I just got a real dose of the shallow-enders in action
We have a so-called progressive blog in New Mexico called "Democracy for New Mexico" and they have started actually deleting my comments because I'm too shrill.
They are so co-dependent on the Democratic Party power structure they can't believe that their chosen beloved Democratic politicians aren't god's gift to man. Everything is caused by the evil Republicans but the beloved ones are never at fault.
If it wasn't so destructive to the country it would be amusing to watch them suffer as they get sold out again and again and again.
My response to a D op on Fb
(You can infer his comments from my response, I won't dignify the attack by printing it) (and BTW, he stated he was going to "ignore me and people like me" after a very short exchange)
Julia Williams:
Just like 2008!
Except in some ways worse, because these guys don't even have the excuse of being bamboozled by a brilliant marketing campaign.

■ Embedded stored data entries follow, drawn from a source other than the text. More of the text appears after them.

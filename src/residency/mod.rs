//! Display state residency for the power stats service.
//!
//! The service expects a fixed table of named states. Every statistics profile maps onto one
//! of them by power mode, configuration geometry, effective refresh rate and brightness.

use std::collections::HashMap;
use std::sync::{Arc, Mutex, PoisonError};

use serde::Serialize;

use crate::controller::VariableRefreshRateController;
use crate::display_context::CommonDisplayContextProvider;
use crate::statistics::{DisplayPresentProfile, DisplayPresentStatistics};
use crate::types::{
    BrightnessMode, DisplayConfiguration, PowerMode, DOZE_ACTIVE_REFRESH_RATE,
    DOZE_IDLE_REFRESH_RATE,
};
use crate::utils::{round_divide, NANOS_PER_MILLI};

mod watcher;

pub use watcher::{DisplayStateResidencyWatcher, PowerStatsService, DEFAULT_POLL_INTERVAL};

pub const POWER_ENTITY_NAME: &str = "Display";
const OFF_STATE: &str = "Off";

#[derive(Debug, Clone, PartialEq, Eq, Serialize)]
pub struct PowerEntityState {
    pub id: i32,
    pub name: String,
}

#[derive(Debug, Default, Clone, Copy, PartialEq, Eq, Serialize)]
pub struct StateResidency {
    pub id: i32,
    pub total_time_in_state_ms: i64,
    pub total_state_entry_count: i64,
    pub last_entry_timestamp_ms: i64,
}

/// Where the residency provider reads statistics from.
pub trait StatisticsSource: Send + Sync {
    /// Records changed since the previous call.
    fn get_updated_statistics(&self) -> DisplayPresentStatistics;
}

impl StatisticsSource for VariableRefreshRateController {
    fn get_updated_statistics(&self) -> DisplayPresentStatistics {
        VariableRefreshRateController::get_updated_statistics(self)
    }
}

/// Callback the power stats service polls.
pub trait StateResidencyCallback: Send + Sync {
    fn get_state_residency(&self) -> Vec<StateResidency>;
}

/// Refresh rates a TE frequency can produce by showing each frame for a whole number of TE
/// periods, highest first.
fn on_refresh_rates(te_frequency: i32) -> Vec<i32> {
    let te = i64::from(te_frequency.max(1));
    let mut rates: Vec<i32> = (1..=te)
        .map(|num_vsync| round_divide(te, num_vsync) as i32)
        .collect();
    rates.dedup();
    rates
}

fn state_name(
    power_mode: PowerMode,
    config: &DisplayConfiguration,
    refresh_rate: i32,
    brightness_mode: BrightnessMode,
) -> String {
    if power_mode.is_off() {
        return String::from(OFF_STATE);
    }
    let mode = if power_mode.is_doze() { "LP" } else { "On" };
    // Local HBM only lights the fingerprint area and is reported as normal brightness.
    let suffix = match brightness_mode {
        BrightnessMode::Hbm => BrightnessMode::Hbm.suffix(),
        BrightnessMode::Normal | BrightnessMode::Lhbm => "",
    };
    format!(
        "{mode}:{}x{}@{}:{refresh_rate}{suffix}",
        config.width, config.height, config.te_frequency
    )
}

/// Builds the state table and aggregates statistics into it.
pub struct DisplayStateResidencyProvider {
    context: Arc<dyn CommonDisplayContextProvider>,
    source: Arc<dyn StatisticsSource>,
    states: Vec<PowerEntityState>,
    ids: HashMap<String, i32>,
    /// Latest record of every profile seen so far.
    statistics: Mutex<DisplayPresentStatistics>,
}

impl DisplayStateResidencyProvider {
    pub fn new(
        context: Arc<dyn CommonDisplayContextProvider>,
        source: Arc<dyn StatisticsSource>,
    ) -> Self {
        let mut names = vec![String::from(OFF_STATE)];
        for (_, config) in context.display_configs() {
            for brightness in [BrightnessMode::Normal, BrightnessMode::Hbm] {
                for rate in on_refresh_rates(config.te_frequency) {
                    names.push(state_name(PowerMode::Normal, &config, rate, brightness));
                }
            }
            for rate in [DOZE_ACTIVE_REFRESH_RATE, DOZE_IDLE_REFRESH_RATE] {
                names.push(state_name(PowerMode::Doze, &config, rate, BrightnessMode::Normal));
            }
        }

        let mut states = Vec::with_capacity(names.len());
        let mut ids = HashMap::with_capacity(names.len());
        for name in names {
            // Configurations may share geometry and TE frequency.
            if ids.contains_key(&name) {
                continue;
            }
            let id = states.len() as i32;
            ids.insert(name.clone(), id);
            states.push(PowerEntityState { id, name });
        }
        debug!("display residency table has {} states", states.len());

        Self {
            context,
            source,
            states,
            ids,
            statistics: Mutex::new(DisplayPresentStatistics::new()),
        }
    }

    pub fn states(&self) -> &[PowerEntityState] {
        &self.states
    }

    pub fn state_id(&self, profile: &DisplayPresentProfile) -> Option<i32> {
        let name = if profile.is_off() {
            String::from(OFF_STATE)
        } else {
            let status = &profile.status;
            let config = self.context.display_config(status.active_config_id)?;
            let num_vsync = i64::from(profile.num_vsync.max(1));
            let rate = round_divide(i64::from(config.te_frequency), num_vsync) as i32;
            state_name(status.power_mode, &config, rate, status.brightness_mode)
        };
        self.ids.get(&name).copied()
    }

    pub fn get_state_residency(&self) -> Vec<StateResidency> {
        let _span = tracy_client::span!("DisplayStateResidencyProvider::get_state_residency");

        let updated = self.source.get_updated_statistics();
        let mut statistics = self.statistics.lock().unwrap_or_else(PoisonError::into_inner);
        statistics.extend(updated);

        let mut residencies: Vec<StateResidency> = self
            .states
            .iter()
            .map(|state| StateResidency {
                id: state.id,
                ..StateResidency::default()
            })
            .collect();

        for (profile, record) in statistics.iter() {
            let Some(id) = self.state_id(profile) else {
                trace!("no residency state for {profile}");
                continue;
            };
            let Some(residency) = residencies.get_mut(id as usize) else {
                continue;
            };
            residency.total_time_in_state_ms += record.accumulated_time_ns / NANOS_PER_MILLI;
            residency.total_state_entry_count += i64::try_from(record.count).unwrap_or(i64::MAX);
            residency.last_entry_timestamp_ms = residency
                .last_entry_timestamp_ms
                .max(record.last_timestamp_boot_ns / NANOS_PER_MILLI);
        }

        residencies
    }
}

impl StateResidencyCallback for DisplayStateResidencyProvider {
    fn get_state_residency(&self) -> Vec<StateResidency> {
        DisplayStateResidencyProvider::get_state_residency(self)
    }
}

#[cfg(test)]
mod tests {
    use insta::assert_snapshot;

    use super::*;
    use crate::display_context::{create_display_context_provider, FixedDisplayState, SocFamily};
    use crate::statistics::{DisplayPresentRecord, DisplayStatus};

    struct FixedStatistics(Mutex<Vec<DisplayPresentStatistics>>);

    impl StatisticsSource for FixedStatistics {
        fn get_updated_statistics(&self) -> DisplayPresentStatistics {
            let mut batches = self.0.lock().unwrap();
            if batches.is_empty() {
                DisplayPresentStatistics::new()
            } else {
                batches.remove(0)
            }
        }
    }

    fn context() -> Arc<dyn CommonDisplayContextProvider> {
        let configs = HashMap::from([(
            0,
            DisplayConfiguration {
                width: 1080,
                height: 2400,
                vsync_period_ns: 16_666_667,
                te_frequency: 60,
            },
        )]);
        create_display_context_provider(
            SocFamily::Zuma,
            Arc::new(FixedDisplayState::default()),
            configs,
        )
    }

    fn profile(
        power_mode: PowerMode,
        brightness_mode: BrightnessMode,
        num_vsync: i32,
    ) -> DisplayPresentProfile {
        DisplayPresentProfile {
            status: DisplayStatus {
                active_config_id: 0,
                power_mode,
                brightness_mode,
            },
            num_vsync,
        }
    }

    fn record(count: u64, time_ms: i64, last_ms: i64) -> DisplayPresentRecord {
        DisplayPresentRecord {
            count,
            accumulated_time_ns: time_ms * NANOS_PER_MILLI,
            last_timestamp_boot_ns: last_ms * NANOS_PER_MILLI,
            updated: true,
        }
    }

    fn provider(batches: Vec<DisplayPresentStatistics>) -> DisplayStateResidencyProvider {
        DisplayStateResidencyProvider::new(
            context(),
            Arc::new(FixedStatistics(Mutex::new(batches))),
        )
    }

    #[test]
    fn refresh_rates_of_te() {
        assert_eq!(
            on_refresh_rates(60),
            [60, 30, 20, 15, 12, 10, 9, 8, 7, 6, 5, 4, 3, 2, 1]
        );
    }

    #[test]
    fn state_table() {
        let provider = provider(Vec::new());
        let names: Vec<_> = provider.states().iter().map(|s| s.name.as_str()).collect();
        assert_eq!(names.len(), 1 + 2 * 15 + 2);
        let interesting: Vec<_> = names
            .iter()
            .filter(|name| {
                !name.starts_with("On:") || name.ends_with(":60") || name.ends_with("HBM")
            })
            .take(5)
            .collect();
        assert_snapshot!(format!("{interesting:#?}"), @r#"
        [
            "Off",
            "On:1080x2400@60:60",
            "On:1080x2400@60:60:HBM",
            "On:1080x2400@60:30:HBM",
            "On:1080x2400@60:20:HBM",
        ]
        "#);
    }

    #[test]
    fn profiles_map_to_states() {
        let provider = provider(Vec::new());
        let name = |p: DisplayPresentProfile| {
            let id = provider.state_id(&p).unwrap();
            provider.states()[id as usize].name.clone()
        };

        assert_eq!(name(profile(PowerMode::Off, BrightnessMode::Hbm, 3)), "Off");
        assert_eq!(name(profile(PowerMode::DozeSuspend, BrightnessMode::Normal, 1)), "Off");
        assert_eq!(
            name(profile(PowerMode::Normal, BrightnessMode::Normal, 2)),
            "On:1080x2400@60:30"
        );
        assert_eq!(
            name(profile(PowerMode::Normal, BrightnessMode::Lhbm, 1)),
            "On:1080x2400@60:60"
        );
        assert_eq!(
            name(profile(PowerMode::Normal, BrightnessMode::Hbm, 60)),
            "On:1080x2400@60:1:HBM"
        );
        assert_eq!(
            name(profile(PowerMode::Doze, BrightnessMode::Normal, 2)),
            "LP:1080x2400@60:30"
        );
        assert_eq!(
            name(profile(PowerMode::Doze, BrightnessMode::Normal, 60)),
            "LP:1080x2400@60:1"
        );

        let unknown = DisplayPresentProfile {
            status: DisplayStatus {
                active_config_id: 9,
                ..profile(PowerMode::Normal, BrightnessMode::Normal, 1).status
            },
            num_vsync: 1,
        };
        assert_eq!(provider.state_id(&unknown), None);
    }

    #[test]
    fn aggregates_cached_records() {
        let first = DisplayPresentStatistics::from([
            (profile(PowerMode::Normal, BrightnessMode::Normal, 1), record(10, 100, 1_000)),
            (profile(PowerMode::Normal, BrightnessMode::Lhbm, 1), record(5, 50, 1_500)),
            (profile(PowerMode::Off, BrightnessMode::Normal, 0), record(1, 2_000, 500)),
        ]);
        // Only the changed record comes back the second time.
        let second = DisplayPresentStatistics::from([(
            profile(PowerMode::Normal, BrightnessMode::Normal, 1),
            record(12, 130, 2_000),
        )]);
        let provider = provider(vec![first, second]);

        let on_60 = provider
            .state_id(&profile(PowerMode::Normal, BrightnessMode::Normal, 1))
            .unwrap() as usize;

        let residency = provider.get_state_residency();
        assert_eq!(residency.len(), provider.states().len());
        assert_eq!(residency[0].total_time_in_state_ms, 2_000);
        assert_eq!(
            residency[on_60],
            StateResidency {
                id: on_60 as i32,
                total_time_in_state_ms: 150,
                total_state_entry_count: 15,
                last_entry_timestamp_ms: 1_500,
            }
        );

        let residency = provider.get_state_residency();
        assert_eq!(residency[on_60].total_time_in_state_ms, 180);
        assert_eq!(residency[on_60].total_state_entry_count, 17);
        assert_eq!(residency[on_60].last_entry_timestamp_ms, 2_000);
        assert_eq!(residency[0].total_time_in_state_ms, 2_000);
    }
}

I'm never sure how to respond to these guys. Tit for tat doesn't work, really -- I guess the idea is always to write for other readers. Maybe this is an issue with mediated roles, as Jack Crow was talking about the other day.
What's nice about VL's cartoons is that they distill things down. Maybe just cite to them instead of responding....
Could just be a comment system glitch
As far as I can see, everybody is in moderation. Me too. And not a single comment is displayed.
Re: TINS, I'd say he's an articulate, thoughtful poster who shows clearly just what starting from false assumptions can do for you.